Ketika melihat berbagai hidangan di meja makan, kita sangat jarang mengetahui asal usul dan riwayatnya. Globalisasi pangan telah menjadikan hidangan yang ada di meja makan terasa asing dan makin jauh asal usul bahan bakunya. “ Penjajahan” lidah telah merasuk hingga kita tidak memahami kisah komoditas yang disantap.
                Apabila mau kembali ke desa, kita akan menemukan kuliner sesungguhnya, termasuk kehadiran menu yang mungkin terasa aneh di meja makan, semisal belalang goreng ! Itulah kita sebenarnya, we are what we eat !
                Salah satu contoh adalah berbagai makanan yang ada di Kecamatan Ponjong, Kabupaten Gunung Kidul, DI Yogyakarta. Kisah makanan yang disajikan di meja masih mudah didapat.

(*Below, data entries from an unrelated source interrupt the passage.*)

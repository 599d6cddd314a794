use clap::Parser;

mod cli;
mod commands;
mod logging;
mod output;

fn main() -> anyhow::Result<()> {
    let cli = cli::Cli::parse();
    logging::init(cli.verbose, cli.log_file.as_deref())?;
    let report = commands::execute(&cli)?;
    print!("{report}");
    Ok(())
}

Jika datang ke warung atau warga di daerah itu, kita bisa mendengar asal usul makanan hingga kisah-kisah berhubungan dengan makanan tersebut.
                Semisal keluarga Tamzil, warga Ponjong saat menghidangkan makanan lengkap untuk tamunya yang menginap dirimahnya. Meja makan penuh dengan berbagai makanan dan hampir semuanya berbahan baku lokal, nyaris tidak ada yang didatangkan dari tempat lain. Kalau toh ada yang harus didatangkan dari luar adalah garam.
                Adapun lauk yang dihidangkan sangat mungkin mengagetkan bagi sebagian orang: belalang ! Hidangan belalang memang mudah ditemukan di kebun warga. Kebun yang umumnya ditanami pohon jati – penduduk setempat menyebutnya sebagai belalang kayu. Sangat mungkin keberadaan belalang gorengini terkait dengan minimnya sumber protein hewani di daerah tersebut ketika terjadi kekeringan beberapa tahun yang lalu.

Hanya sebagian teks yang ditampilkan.